### About this task
Each entry, as given, must be output unchanged.

*** Data ***

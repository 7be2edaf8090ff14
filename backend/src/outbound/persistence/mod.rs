//! PostgreSQL persistence adapters using Diesel ORM.
//!
//! This module provides concrete implementations of the domain's store ports
//! backed by PostgreSQL via the Diesel ORM with async support through
//! `diesel-async` and `bb8` connection pooling.
//!
//! # Architecture
//!
//! - **Thin adapters**: Repository implementations only translate between
//!   Diesel models and domain types. Sharing rules live in the domain.
//! - **Internal models**: Diesel row structs (`models.rs`) and schema
//!   definitions (`schema.rs`) never leave this module.
//! - **Constraint-aware errors**: Unique and foreign-key violations are
//!   classified so the share port can report duplicates and missing
//!   references distinctly.
//!
//! # Example
//!
//! ```no_run
//! use noteshare::outbound::persistence::{DbPool, DieselShareRepository, PoolConfig};
//!
//! # async fn wire() -> Result<(), noteshare::outbound::persistence::PoolError> {
//! let pool = DbPool::new(PoolConfig::new("postgres://localhost/notes")).await?;
//! let shares = DieselShareRepository::new(pool);
//! # let _ = shares;
//! # Ok(())
//! # }
//! ```

mod diesel_basic_error_mapping;
pub(crate) mod diesel_helpers;
mod diesel_note_repository;
mod diesel_note_search_query;
mod diesel_share_repository;
mod diesel_user_repository;
pub mod migrations;
mod models;
mod pool;
mod schema;

pub use diesel_note_repository::DieselNoteRepository;
pub use diesel_note_search_query::DieselNoteSearchQuery;
pub use diesel_share_repository::DieselShareRepository;
pub use diesel_user_repository::DieselUserRepository;
pub use migrations::{MIGRATIONS, MigrationError, run_pending_migrations};
pub use pool::{DbPool, PoolConfig, PoolError};
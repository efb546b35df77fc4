/// Initialize tracing/logging for the application.
///
/// Unknown level names fall back to `info`.
pub fn init(default_level: &str) {
    let lvl = match default_level.to_lowercase().as_str() {
        "error" => tracing::Level::ERROR,
        "warn" | "warning" => tracing::Level::WARN,
        "debug" => tracing::Level::DEBUG,
        "trace" => tracing::Level::TRACE,
        _ => tracing::Level::INFO,
    };

    // try_init: tests and embedding applications may call this more than once
    let _ = tracing_subscriber::fmt()
        .with_max_level(lvl)
        .with_target(false)
        .try_init();
}
//! The `client` module is the resilient publish/subscribe core.
//!
//! - `supervisor`: connection lifecycle, backoff and reconnection.
//! - `registry`: subscriptions and their listeners, replayed on reconnect.
//! - `gateway`: outbound messages and the offline publish queue.
//! - `broker_client`: the `BrokerClient` facade combining the three.

pub mod backoff;
pub mod broker_client;
pub mod gateway;
pub mod registry;
pub mod supervisor;

pub use backoff::{Backoff, RetryPolicy};
pub use broker_client::{BrokerClient, BrokerClientBuilder};
pub use gateway::{FailureHandler, PublishFailure, PublishGateway, PublishStatus, QueuePolicy};
pub use registry::{Listener, SubscriptionRegistry, SubscriptionToken};
pub use supervisor::{ConnectStatus, ConnectionObserver, ConnectionState, ConnectionSupervisor};

#[cfg(test)]
mod tests;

*** End of Data ***

### Exercise solution
repository 7be2edaf8090ff14
filename backend/src/outbound/persistence/mod.rs
//! PostgreSQL persistence adapters using Diesel ORM.
//!
//! This module provides concrete implementations of the domain's store ports
//! backed by PostgreSQL via the Diesel ORM with async support through
//! `diesel-async` and `bb8` connection pooling.
//!
//! # Architecture
//!
//! - **Thin adapters**: Repository implementations only translate between
//!   Diesel models and domain types. Sharing rules live in the domain.
//! - **Internal models**: Diesel row structs (`models.rs`) and schema
//!   definitions (`schema.rs`) never leave this module.
//! - **Constraint-aware errors**: Unique and foreign-key violations are
//!   classified so the share port can report duplicates and missing
//!   references distinctly.
//!
//! # Example
//!
//! ```no_run
//! use noteshare::outbound::persistence::{DbPool, DieselShareRepository, PoolConfig};
//!
//! # async fn wire() -> Result<(), noteshare::outbound::persistence::PoolError> {
//! let pool = DbPool::new(PoolConfig::new("postgres://localhost/notes")).await?;
//! let shares = DieselShareRepository::new(pool);
//! # let _ = shares;
//! # Ok(())
//! # }
//! ```

mod diesel_basic_error_mapping;
pub(crate) mod diesel_helpers;
mod diesel_note_repository;
mod diesel_note_search_query;
mod diesel_share_repository;
mod diesel_user_repository;
pub mod migrations;
mod models;
mod pool;
mod schema;

pub use diesel_note_repository::DieselNoteRepository;
pub use diesel_note_search_query::DieselNoteSearchQuery;
pub use diesel_share_repository::DieselShareRepository;
pub use diesel_user_repository::DieselUserRepository;
pub use migrations::{MIGRATIONS, MigrationError, run_pending_migrations};
pub use pool::{DbPool, PoolConfig, PoolError};
repository efb546b35df77fc4
/// Initialize tracing/logging for the application.
///
/// Unknown level names fall back to `info`.
pub fn init(default_level: &str) {
    let lvl = match default_level.to_lowercase().as_str() {
        "error" => tracing::Level::ERROR,
        "warn" | "warning" => tracing::Level::WARN,
        "debug" => tracing::Level::DEBUG,
        "trace" => tracing::Level::TRACE,
        _ => tracing::Level::INFO,
    };

    // try_init: tests and embedding applications may call this more than once
    let _ = tracing_subscriber::fmt()
        .with_max_level(lvl)
        .with_target(false)
        .try_init();
}
//! The `client` module is the resilient publish/subscribe core.
//!
//! - `supervisor`: connection lifecycle, backoff and reconnection.
//! - `registry`: subscriptions and their listeners, replayed on reconnect.
//! - `gateway`: outbound messages and the offline publish queue.
//! - `broker_client`: the `BrokerClient` facade combining the three.

pub mod backoff;
pub mod broker_client;
pub mod gateway;
pub mod registry;
pub mod supervisor;

pub use backoff::{Backoff, RetryPolicy};
pub use broker_client::{BrokerClient, BrokerClientBuilder};
pub use gateway::{FailureHandler, PublishFailure, PublishGateway, PublishStatus, QueuePolicy};
pub use registry::{Listener, SubscriptionRegistry, SubscriptionToken};
pub use supervisor::{ConnectStatus, ConnectionObserver, ConnectionState, ConnectionSupervisor};

#[cfg(test)]
mod tests;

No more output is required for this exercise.